In February 1981 I lay in bed, 23 years old, in the tiny studio apartment that belonged to my friend Thea on Sixth Avenue and 9th Street. I lay in the dark, on my back. I had just called Jeffrey, my boyfriend whom I’d just that day left behind in Los Angeles. He’d been my boyfriend for five years. No one else I knew had had a boyfriend that long. We were practically a married couple by the standards I knew, one good reason to break up. There were many others and in fact we’d been breaking up over the past year and staying together at the same time. I was in New York because my job had moved me back, a move I leapt at: a return to my favorite city and a way to leave Jeffrey.
And then, that night, it felt awful. Thea was away on a modeling assignment for Vogue in St. Bart’s. I didn’t have other friends in New York City. I hadn’t thought that would matter. I hadn’t had friends since I was 12. At least, I hadn’t felt at ease with people since then. But I had thought that coming back to Manhattan would turn me into Annie Hall instantly, that instantly I would be in a different movie. But that night in Thea’s tiny unfriendly hip apartment, it felt like the same movie, just emptier.
So I had called Jeffrey, the distinct gravelly sound of his voice, coming from one side of his mouth as he leaned his head back on the brown couch and watched the TV screen, helped.
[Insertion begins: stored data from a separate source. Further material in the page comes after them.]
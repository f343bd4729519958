//! Core types and utilities for thermal foot analysis.
//!
//! This crate is intentionally small. It defines the temperature grid, the
//! boolean foot mask and the geometric primitives (bounding box, centroid)
//! shared by the segmentation and ROI crates. It does *not* depend on any
//! image decoding or storage backend.

mod grid;
mod mask;
mod side;

pub use grid::{GridError, TemperatureGrid};
pub use mask::{BoundingBox, Centroid, FootMask};
pub use side::FootSide;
Just to talk to someone who knew me. I wanted a new boyfriend, but one who knew me like this one did, one who loved me like this one had. But a different one. One who was interested in new things. Like maybe yoga and meditation that I had just started learning about. Or astrology and tarot, like my sister liked. Or health food. Jeffrey was rare steak and Coca Cola all the way. With drugs. That part was fine with me – the pot, the coke, the acid. We hadn’t gone beyond the pale into the really hard stuff. I wanted to drug myself as much as I could, but there was always some mysterious force that held me back from going completely over the edge.
I knew exactly where Jeffrey was when I called him. I knew he was sitting on the brown couch we’d bought at the Salvation Army exactly three years previous, when we’d first gotten to L.A. after spending a month driving cross-country with his black Manx cat, in his uncle’s old Mercedes Benz with Jeffrey’s mix-tapes going the whole way, smoking joints tightly rolled for us by Buf, Jeffrey’s younger sister who was two weeks older than me, and not with us.
I knew where Jeffrey would be because Jeffrey was pretty much in the same place at a certain time as he’d been the day before and the day before that. So I knew he was on the brown couch, that the TV was on, that he was cooking and getting high with the long blue ceramic pipe shaped like a wizard that he had bought in San Francisco. Part of me wanted to be back there with him, and part of me knew I had finally escaped and that I had been desperate there and could never go back.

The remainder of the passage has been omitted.